Plenty of entrepreneurs have gone on ABC's "Shark Tank" to pitch products or companies geared towards students, like the Storage Scholars university storage company or the Lockerbones locker shelving set. Two of the earliest businesspeople to pitch such a company were D.J. Stephan and Sean Conway, creators of Notehall.

Notehall is a website that allows students to upload their notes and study guides for other students to purchase, with Notehall receiving 60% of the fee, and the student receiving the rest. As Stephan put it during their pre-taped introduction, Notehall is meant to help diligent students make extra income, while also helping students who fall behind for any reason.

The duo appeared during the show's first season, with their episode airing in October 2009. Their initial ask was for $90,000 in exchange for 10% of their company. After some back and forth, they considered three offers: $90,000 for 25% from Barbara Corcoran, $90,000 for 35% from Kevin O'Leary, and $115,000 in exchange for 35% from Robert Herjavec. In the end, they took Corcoran's offer. However, after their episode was filmed, Stephan and Conway ultimately walked away from the deal, which Corcoran regretted years later.

Shortly after Shark Tank, Stephan and Conway sold Notehall

Barbara Corcoran talked about the abandoned Notehall deal with Yahoo Finance in 2015. Shortly after they walked away, Stephan and Conway sold Notehall to textbook rental company Chegg.com. As Corcoran put it, "They swore they wouldn't shop it around, but they did. And they sold it for $10 million two weeks later, and I was out of the picture."

That's not quite how it went down. Stephan and Conway officially sold Notehall to Chegg in June 2011, not two weeks after they filmed their "Shark Tank" pitch. Additionally,  according to the SEC filing for the sale, Chegg paid Notehall $3.7 million in equity. So it's not clear whether $10 million is an accurate figure.

However, despite any potentially lingering ill feelings, "Shark Tank" did invite Stephan and Conway back on the show during Season 3 in 2012 to provide an update about the sale. They also confirmed that the sale made both of them millionaires. Chegg also hired Stephan and Conway after the sale. 
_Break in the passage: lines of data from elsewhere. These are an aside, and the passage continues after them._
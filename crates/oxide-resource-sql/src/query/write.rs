//! INSERT, UPDATE and DELETE statements.
//!
//! Every statement returns the affected row, so callers can tell a deleted
//! row from one that never existed.

use std::collections::BTreeMap;

use oxide_resource_core::{Ident, ResourceDefinition, Storage};
use tracing::debug;

use crate::error::{CompileError, Result};
use crate::value::{Params, Statement};

/// The column a write key maps to.
///
/// Relationships stored elsewhere cannot be written through this resource.
fn writable_column<'a>(definition: &'a ResourceDefinition, key: &str) -> Result<&'a Ident> {
    if let Some(field) = definition.field(key) {
        return Ok(&field.column);
    }
    match definition.relationship(key).map(|r| &r.storage) {
        Some(Storage::OwnTable { column }) => Ok(column),
        _ => Err(CompileError::UnknownField {
            resource: definition.name().to_string(),
            field: key.to_string(),
        }),
    }
}

pub(super) fn insert(
    definition: &ResourceDefinition,
    request: &super::WriteRequest,
) -> Result<Statement> {
    let table = definition.table();
    let mut params = Params::new();
    let mut columns = Vec::with_capacity(request.values.len());
    let mut placeholders = Vec::with_capacity(request.values.len());

    for (key, value) in &request.values {
        columns.push(writable_column(definition, key)?.escaped());
        placeholders.push(params.bind(key, value.clone()));
    }

    let sql = if columns.is_empty() {
        format!("INSERT INTO {table} DEFAULT VALUES RETURNING *")
    } else {
        format!(
            "INSERT INTO {table} ({}) VALUES ({}) RETURNING *",
            columns.join(", "),
            placeholders.join(", ")
        )
    };

    debug!(resource = definition.name(), sql = %sql, "Compiled create");
    Ok(Statement::new(sql, params))
}

pub(super) fn update(
    definition: &ResourceDefinition,
    id: i64,
    values: &BTreeMap<String, serde_json::Value>,
) -> Result<Statement> {
    let table = definition.table();
    let mut params = Params::new();
    let mut assignments = Vec::with_capacity(values.len());

    for (key, value) in values {
        let column = writable_column(definition, key)?;
        let placeholder = params.bind(key, value.clone());
        assignments.push(format!("{column} = {placeholder}"));
    }
    let id = params.bind("id", id);

    let sql = format!(
        "UPDATE {table} SET {} WHERE {} = {id} RETURNING *",
        assignments.join(", "),
        definition.qualified_id()
    );

    debug!(resource = definition.name(), sql = %sql, "Compiled update");
    Ok(Statement::new(sql, params))
}

pub(super) fn delete(definition: &ResourceDefinition, id: i64) -> Statement {
    let mut params = Params::new();
    let id = params.bind("id", id);
    let sql = format!(
        "DELETE FROM {} WHERE {} = {id} RETURNING *",
        definition.table(),
        definition.qualified_id()
    );

    debug!(resource = definition.name(), sql = %sql, "Compiled delete");
    Statement::new(sql, params)
}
It's worth noting that several professors and university officials have criticized Notehall for monetizing studying, and for potentially profiting off of intellectual property. Despite this, Notehall and Chegg continue to sell notes to students today, offering material from classes at hundreds of universities and community college. Considering Notehall had only done about $30,000 in sales prior to "Shark Tank," it's one of the biggest successes in the show's history–even if Corcoran didn't get a taste.